# 第1章
黒金島の東端に位置する葉冬市の港は、夜の闇に包まれていた。潮の香りが混じる風が防波堤を叩き、波頭が白く砕ける。倉庫群の影が水面上に伸び、ところどころに灯る橙色の明かりが、錆びた鉄骨とコンクリートの輪郭を浮かび上がらせている。
埠頭の先端に、大門組の臨時組長パク・デグンが立っていた。身長は155センチと小柄だが、厚い胸板と太い首が、長年の喧嘩と労働で鍛え上げられた肉体を物語っている。顔はどこにでもいるような中年の男のそれだが、目だけは油断なく海の彼方を見据えていた。
「来るぞ」
デグンの背後に控える部下たちが、一斉に姿勢を正す。水平線の彼方に現れた一隻の貨物船が、ゆっくりと港に近づいてくる。船首には二人の人影があった。
一人は青龍組の長女、イメイル。波打つような褐色の長い髪が夜風に揺れ、月明かりに照らされた肌は白磁のように滑らかだ。身長175センチの長身に、豊かな胸の曲線が、黒いコートの下でもはっきりと分かる。彼女の眼差しは、優しくもありながら、どこか遠くを見つめるような、母性と覚悟が混ざり合った不思議な光を宿していた。

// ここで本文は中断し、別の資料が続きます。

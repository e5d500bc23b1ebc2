//! Per-task quorum coordinator.
//!
//! One actor owns a task's [`VoteTally`]. Votes arrive over an mpsc inbox;
//! the actor stops at the first closed tally outcome or at the deadline
//! (task deadline plus grace), publishes a single [`QuorumOutcome`] on a
//! watch channel, then reports dissenting voters to the registry.

use std::sync::Arc;
use std::time::Duration;

use chrono::{DateTime, Utc};
use tokio::sync::{mpsc, watch};
use tokio::time::Instant;
use veilmatch_types::{ErrorClass, OperatorVote, Result, TaskId, VeilmatchError};

use crate::registry::OperatorRegistry;
use crate::tally::{TallyOutcome, VoteTally};

const VOTE_INBOX: usize = 256;

/// Final word on a task's agreement.
#[derive(Debug, Clone, PartialEq, Eq)]
pub enum QuorumOutcome {
    /// `result_hash` reached the stake threshold; `signatures` are its votes.
    Finalized {
        result_hash: [u8; 32],
        weight: u128,
        signatures: Vec<OperatorVote>,
    },
    /// No quorum. `class` is `Timing` when the deadline cut collection short,
    /// `Agreement` when the votes made quorum impossible.
    Failed {
        class: ErrorClass,
        best_weight: u128,
        assigned_weight: u128,
    },
}

impl QuorumOutcome {
    #[must_use]
    pub fn finalized_hash(&self) -> Option<[u8; 32]> {
        match self {
            Self::Finalized { result_hash, .. } => Some(*result_hash),
            Self::Failed { .. } => None,
        }
    }

    /// The error a failed outcome stands for.
    #[must_use]
    pub fn to_error(&self, task: TaskId) -> Option<VeilmatchError> {
        match self {
            Self::Finalized { .. } => None,
            Self::Failed {
                class: ErrorClass::Timing,
                ..
            } => Some(VeilmatchError::DeadlineExpired(task)),
            Self::Failed {
                best_weight,
                assigned_weight,
                ..
            } => Some(VeilmatchError::QuorumNotReached {
                task,
                best_weight: *best_weight,
                assigned_weight: *assigned_weight,
            }),
        }
    }
}

/// Convert a wall-clock deadline into a tokio instant, adding `grace`.
///
/// A deadline already in the past maps to "now plus grace".
#[must_use]
pub fn deadline_instant(deadline: DateTime<Utc>, grace: Duration) -> Instant {
    let remaining = (deadline - Utc::now()).to_std().unwrap_or(Duration::ZERO);
    Instant::now() + remaining + grace
}

/// Handle to a running coordinator.
#[derive(Debug, Clone)]
pub struct CoordinatorHandle {
    task_id: TaskId,
    votes: mpsc::Sender<OperatorVote>,
    outcome: watch::Receiver<Option<QuorumOutcome>>,
}

impl CoordinatorHandle {
    #[must_use]
    pub fn task_id(&self) -> &TaskId {
        &self.task_id
    }

    /// Inbox sender, for registration with a [`crate::VoteRouter`].
    #[must_use]
    pub fn inbox(&self) -> mpsc::Sender<OperatorVote> {
        self.votes.clone()
    }

    /// Hand a vote to the coordinator.
    pub async fn submit(&self, vote: OperatorVote) -> Result<()> {
        self.votes
            .send(vote)
            .await
            .map_err(|_| VeilmatchError::TallyClosed(self.task_id))
    }

    /// Wait for the outcome.
    pub async fn outcome(&self) -> Result<QuorumOutcome> {
        let mut rx = self.outcome.clone();
        let outcome = rx
            .wait_for(Option::is_some)
            .await
            .map_err(|_| VeilmatchError::ChannelClosed(format!("coordinator for {}", self.task_id)))?;
        outcome
            .clone()
            .ok_or_else(|| VeilmatchError::Internal("coordinator outcome vanished".into()))
    }
}

/// The coordinator actor.
pub struct TaskCoordinator {
    tally: VoteTally,
    deadline: Instant,
    registry: Arc<dyn OperatorRegistry>,
    inbox: mpsc::Receiver<OperatorVote>,
    outcome: watch::Sender<Option<QuorumOutcome>>,
}

impl TaskCoordinator {
    /// Spawn the actor for `tally`, closing at `deadline` at the latest.
    #[must_use]
    pub fn spawn(tally: VoteTally, deadline: Instant, registry: Arc<dyn OperatorRegistry>) -> CoordinatorHandle {
        let (votes, inbox) = mpsc::channel(VOTE_INBOX);
        let (outcome_tx, outcome_rx) = watch::channel(None);
        let task_id = *tally.task_id();

        let actor = Self {
            tally,
            deadline,
            registry,
            inbox,
            outcome: outcome_tx,
        };
        tokio::spawn(actor.run());

        CoordinatorHandle {
            task_id,
            votes,
            outcome: outcome_rx,
        }
    }

    async fn run(mut self) {
        let task_id = *self.tally.task_id();
        let deadline = tokio::time::sleep_until(self.deadline);
        tokio::pin!(deadline);
        let mut inbox_open = true;

        while !self.tally.outcome().is_closed() {
            tokio::select! {
                vote = self.inbox.recv(), if inbox_open => match vote {
                    Some(vote) => {
                        let operator = vote.operator_id;
                        if let Err(e) = self.tally.record(vote) {
                            tracing::warn!(
                                task = %task_id,
                                operator = %operator,
                                class = %e.class(),
                                error = %e,
                                "Vote rejected"
                            );
                        }
                    }
                    None => inbox_open = false,
                },
                () = &mut deadline => break,
            }
        }

        let timed_out = !self.tally.outcome().is_closed();
        let outcome = match self.tally.expire() {
            TallyOutcome::Reached { result_hash, weight } => QuorumOutcome::Finalized {
                result_hash,
                weight,
                signatures: self.tally.signatures_for(&result_hash),
            },
            TallyOutcome::Impossible { .. } | TallyOutcome::Pending => QuorumOutcome::Failed {
                class: if timed_out { ErrorClass::Timing } else { ErrorClass::Agreement },
                best_weight: self.tally.best_weight(),
                assigned_weight: self.tally.assigned_weight(),
            },
        };

        match &outcome {
            QuorumOutcome::Finalized { result_hash, weight, .. } => tracing::info!(
                task = %task_id,
                result_hash = hex::encode(result_hash),
                weight,
                assigned = self.tally.assigned_weight(),
                votes = self.tally.vote_count(),
                "Quorum reached"
            ),
            QuorumOutcome::Failed { class, best_weight, assigned_weight } => tracing::warn!(
                task = %task_id,
                class = %class,
                best_weight,
                assigned_weight,
                votes = self.tally.vote_count(),
                "Quorum failed"
            ),
        }
        self.outcome.send_replace(Some(outcome));

        for evidence in self.tally.dissenters() {
            let operator = evidence.operator_id;
            tracing::warn!(task = %task_id, operator = %operator, "Reporting divergent vote");
            if let Err(e) = self.registry.report_misbehavior(&operator, &task_id, evidence).await {
                tracing::error!(task = %task_id, operator = %operator, error = %e, "Misbehavior report failed");
            }
        }
    }
}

その隣に立つのは、玄武組の長男、リ・チン。通称カメイチ。イメイルより五センチ低い身長で、華奢な体つきは、同じ組の者とは思えないほど細い。しかし、彼の目は鋭く、海風にも微動だにしない立ち姿には、組の後継者としての気骨が滲んでいた。
船が接岸し、舷側がドックに当たる鈍い音が響く。デグンは一歩前に出て、大きく手を振った。
「ようこそ、葉冬市へ!」
イメイルが優雅にタラップを降りる。その後を、リ・チンが静かに続く。デグンは二人の前に立つと、がっしりした手を差し出した。
「青龍組のイメイル姐さん、玄武組のカメイチ兄ィ。お会いできて光栄だ。俺が大門組の臨時組長、パク・デグンだ。この度は遠路はるばる、ご足労いただきまして」
イメイルが微笑み、その手を握る。指先は細く、しかし骨格はしっかりとしていた。
「お会いできて嬉しいわ、デグンさん。私たちも、あなたの話を聞きたくて来たの」
デグンは頷き、リ・チンに視線を移す。リ・チンは無言で軽く会釈を返した。
「準備してあります。海岸沿いの旅館を一棟貸し切りにしました。まずはお二人を、それぞれの組の島内拠点にお連れします」
デグンが振り返り、駐車場の方へ歩き出す。その後ろを、イメイルとリ・チンが並んで歩く。部下たちが荷物を運び、三人は黒塗りのセダンに乗り込んだ。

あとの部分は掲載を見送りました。